» Task brief
Return the data below exactly, stopping after the line with "return Err(ExError::new(ExErrorKind::InvalidInput)".

» Data for this task
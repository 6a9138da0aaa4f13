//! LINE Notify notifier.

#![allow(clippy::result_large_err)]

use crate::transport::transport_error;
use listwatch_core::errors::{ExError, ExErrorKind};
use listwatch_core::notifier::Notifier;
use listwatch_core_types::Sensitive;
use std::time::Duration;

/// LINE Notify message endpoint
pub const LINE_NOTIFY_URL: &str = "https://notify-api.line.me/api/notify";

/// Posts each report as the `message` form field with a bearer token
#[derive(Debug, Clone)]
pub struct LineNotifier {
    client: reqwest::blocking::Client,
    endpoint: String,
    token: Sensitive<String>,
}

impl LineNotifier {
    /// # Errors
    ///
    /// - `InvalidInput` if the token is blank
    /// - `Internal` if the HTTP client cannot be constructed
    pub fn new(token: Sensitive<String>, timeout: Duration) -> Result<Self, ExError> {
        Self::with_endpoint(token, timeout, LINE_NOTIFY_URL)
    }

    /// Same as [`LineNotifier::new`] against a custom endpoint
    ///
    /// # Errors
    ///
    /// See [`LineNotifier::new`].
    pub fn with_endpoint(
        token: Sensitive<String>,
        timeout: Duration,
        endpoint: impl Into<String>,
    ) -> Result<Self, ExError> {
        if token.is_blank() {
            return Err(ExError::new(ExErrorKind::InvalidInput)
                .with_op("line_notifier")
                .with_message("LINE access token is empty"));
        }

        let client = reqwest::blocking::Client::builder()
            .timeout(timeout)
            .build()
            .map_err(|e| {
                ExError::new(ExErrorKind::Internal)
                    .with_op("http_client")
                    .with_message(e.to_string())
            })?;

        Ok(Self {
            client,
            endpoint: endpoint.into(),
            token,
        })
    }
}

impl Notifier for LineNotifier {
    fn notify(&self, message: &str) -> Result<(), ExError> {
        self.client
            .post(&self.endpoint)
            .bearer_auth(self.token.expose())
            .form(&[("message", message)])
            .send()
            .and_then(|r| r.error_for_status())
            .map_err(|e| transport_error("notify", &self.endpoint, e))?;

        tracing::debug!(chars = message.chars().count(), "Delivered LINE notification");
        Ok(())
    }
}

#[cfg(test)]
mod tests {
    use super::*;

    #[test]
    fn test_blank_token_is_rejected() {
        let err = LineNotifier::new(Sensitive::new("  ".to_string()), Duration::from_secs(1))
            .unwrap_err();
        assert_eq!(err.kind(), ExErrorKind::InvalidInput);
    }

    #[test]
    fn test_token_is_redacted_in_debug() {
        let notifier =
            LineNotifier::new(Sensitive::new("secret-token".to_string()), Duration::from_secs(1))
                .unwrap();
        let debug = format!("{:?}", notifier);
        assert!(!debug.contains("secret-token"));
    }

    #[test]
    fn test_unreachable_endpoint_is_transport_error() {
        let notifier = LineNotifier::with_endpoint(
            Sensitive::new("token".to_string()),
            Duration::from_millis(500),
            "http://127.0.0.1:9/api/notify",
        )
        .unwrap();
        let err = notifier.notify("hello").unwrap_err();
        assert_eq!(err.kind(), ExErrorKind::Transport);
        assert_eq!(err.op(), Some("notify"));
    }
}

» Written response
repository 6a9138da0aaa4f13
//! LINE Notify notifier.

#![allow(clippy::result_large_err)]

use crate::transport::transport_error;
use listwatch_core::errors::{ExError, ExErrorKind};
use listwatch_core::notifier::Notifier;
use listwatch_core_types::Sensitive;
use std::time::Duration;

/// LINE Notify message endpoint
pub const LINE_NOTIFY_URL: &str = "https://notify-api.line.me/api/notify";

/// Posts each report as the `message` form field with a bearer token
#[derive(Debug, Clone)]
pub struct LineNotifier {
    client: reqwest::blocking::Client,
    endpoint: String,
    token: Sensitive<String>,
}

impl LineNotifier {
    /// # Errors
    ///
    /// - `InvalidInput` if the token is blank
    /// - `Internal` if the HTTP client cannot be constructed
    pub fn new(token: Sensitive<String>, timeout: Duration) -> Result<Self, ExError> {
        Self::with_endpoint(token, timeout, LINE_NOTIFY_URL)
    }

    /// Same as [`LineNotifier::new`] against a custom endpoint
    ///
    /// # Errors
    ///
    /// See [`LineNotifier::new`].
    pub fn with_endpoint(
        token: Sensitive<String>,
        timeout: Duration,
        endpoint: impl Into<String>,
    ) -> Result<Self, ExError> {
        if token.is_blank() {
            return Err(ExError::new(ExErrorKind::InvalidInput)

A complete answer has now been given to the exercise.